• **EXERCISE DIRECTIONS**:
Write out the material in full, matching each line exactly.

• **DATA TO EXAMINE**:
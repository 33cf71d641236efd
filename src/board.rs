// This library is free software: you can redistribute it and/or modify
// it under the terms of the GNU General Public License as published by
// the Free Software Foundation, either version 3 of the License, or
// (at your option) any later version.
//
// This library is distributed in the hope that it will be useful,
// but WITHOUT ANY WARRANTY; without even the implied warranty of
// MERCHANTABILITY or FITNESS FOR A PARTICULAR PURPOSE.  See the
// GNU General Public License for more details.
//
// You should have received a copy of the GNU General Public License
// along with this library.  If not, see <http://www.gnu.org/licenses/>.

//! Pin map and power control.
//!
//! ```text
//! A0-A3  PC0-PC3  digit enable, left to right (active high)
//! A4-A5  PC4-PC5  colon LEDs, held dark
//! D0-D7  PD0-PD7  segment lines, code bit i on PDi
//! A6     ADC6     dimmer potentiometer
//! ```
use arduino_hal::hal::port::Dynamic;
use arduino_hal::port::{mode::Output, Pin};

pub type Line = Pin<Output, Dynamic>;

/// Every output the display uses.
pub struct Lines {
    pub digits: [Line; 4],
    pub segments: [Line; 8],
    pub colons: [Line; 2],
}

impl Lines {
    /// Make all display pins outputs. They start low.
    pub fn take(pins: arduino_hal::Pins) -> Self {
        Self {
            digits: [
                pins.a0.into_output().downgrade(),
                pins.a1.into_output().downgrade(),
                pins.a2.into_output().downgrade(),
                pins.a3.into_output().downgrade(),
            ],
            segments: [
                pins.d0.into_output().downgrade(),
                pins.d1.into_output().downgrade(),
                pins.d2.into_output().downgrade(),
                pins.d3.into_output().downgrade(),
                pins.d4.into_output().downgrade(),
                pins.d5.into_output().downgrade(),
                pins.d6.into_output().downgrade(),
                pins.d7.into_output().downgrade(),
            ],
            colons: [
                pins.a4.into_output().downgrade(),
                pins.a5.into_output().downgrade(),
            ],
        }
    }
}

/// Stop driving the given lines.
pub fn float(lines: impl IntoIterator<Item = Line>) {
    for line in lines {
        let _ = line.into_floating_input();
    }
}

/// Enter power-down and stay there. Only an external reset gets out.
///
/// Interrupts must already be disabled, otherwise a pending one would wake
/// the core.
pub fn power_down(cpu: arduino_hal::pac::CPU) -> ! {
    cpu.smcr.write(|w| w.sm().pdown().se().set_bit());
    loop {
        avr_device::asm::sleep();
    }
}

• **REPLY**:
repository 33cf71d641236efd
filename src/board.rs
// This library is free software: you can redistribute it and/or modify
// it under the terms of the GNU General Public License as published by
// the Free Software Foundation, either version 3 of the License, or
// (at your option) any later version.
//
// This library is distributed in the hope that it will be useful,
// but WITHOUT ANY WARRANTY; without even the implied warranty of
// MERCHANTABILITY or FITNESS FOR A PARTICULAR PURPOSE.  See the
// GNU General Public License for more details.
//
// You should have received a copy of the GNU General Public License
// along with this library.  If not, see <http://www.gnu.org/licenses/>.

//! Pin map and power control.
//!
//! ```text
//! A0-A3  PC0-PC3  digit enable, left to right (active high)
//! A4-A5  PC4-PC5  colon LEDs, held dark
//! D0-D7  PD0-PD7  segment lines, code bit i on PDi
//! A6     ADC6     dimmer potentiometer
//! ```
use arduino_hal::hal::port::Dynamic;
use arduino_hal::port::{mode::Output, Pin};

pub type Line = Pin<Output, Dynamic>;

/// Every output the display uses.
pub struct Lines {
    pub digits: [Line; 4],
    pub segments: [Line; 8],
    pub colons: [Line; 2],
}

impl Lines {
    /// Make all display pins outputs. They start low.
    pub fn take(pins: arduino_hal::Pins) -> Self {
        Self {
            digits: [
                pins.a0.into_output().downgrade(),
                pins.a1.into_output().downgrade(),
                pins.a2.into_output().downgrade(),
                pins.a3.into_output().downgrade(),
            ],
            segments: [
                pins.d0.into_output().downgrade(),
                pins.d1.into_output().downgrade(),
                pins.d2.into_output().downgrade(),
                pins.d3.into_output().downgrade(),
                pins.d4.into_output().downgrade(),
                pins.d5.into_output().downgrade(),
                pins.d6.into_output().downgrade(),
                pins.d7.into_output().downgrade(),
            ],
            colons: [
                pins.a4.into_output().downgrade(),
                pins.a5.into_output().downgrade(),
            ],
        }
    }
}

/// Stop driving the given lines.
pub fn float(lines: impl IntoIterator<Item = Line>) {
    for line in lines {
        let _ = line.into_floating_input();
    }
}

/// Enter power-down and stay there. Only an external reset gets out.
///
/// Interrupts must already be disabled, otherwise a pending one would wake
/// the core.
pub fn power_down(cpu: arduino_hal::pac::CPU) -> ! {
    cpu.smcr.write(|w| w.sm().pdown().se().set_bit());
    loop {
        avr_device::asm::sleep();
    }
}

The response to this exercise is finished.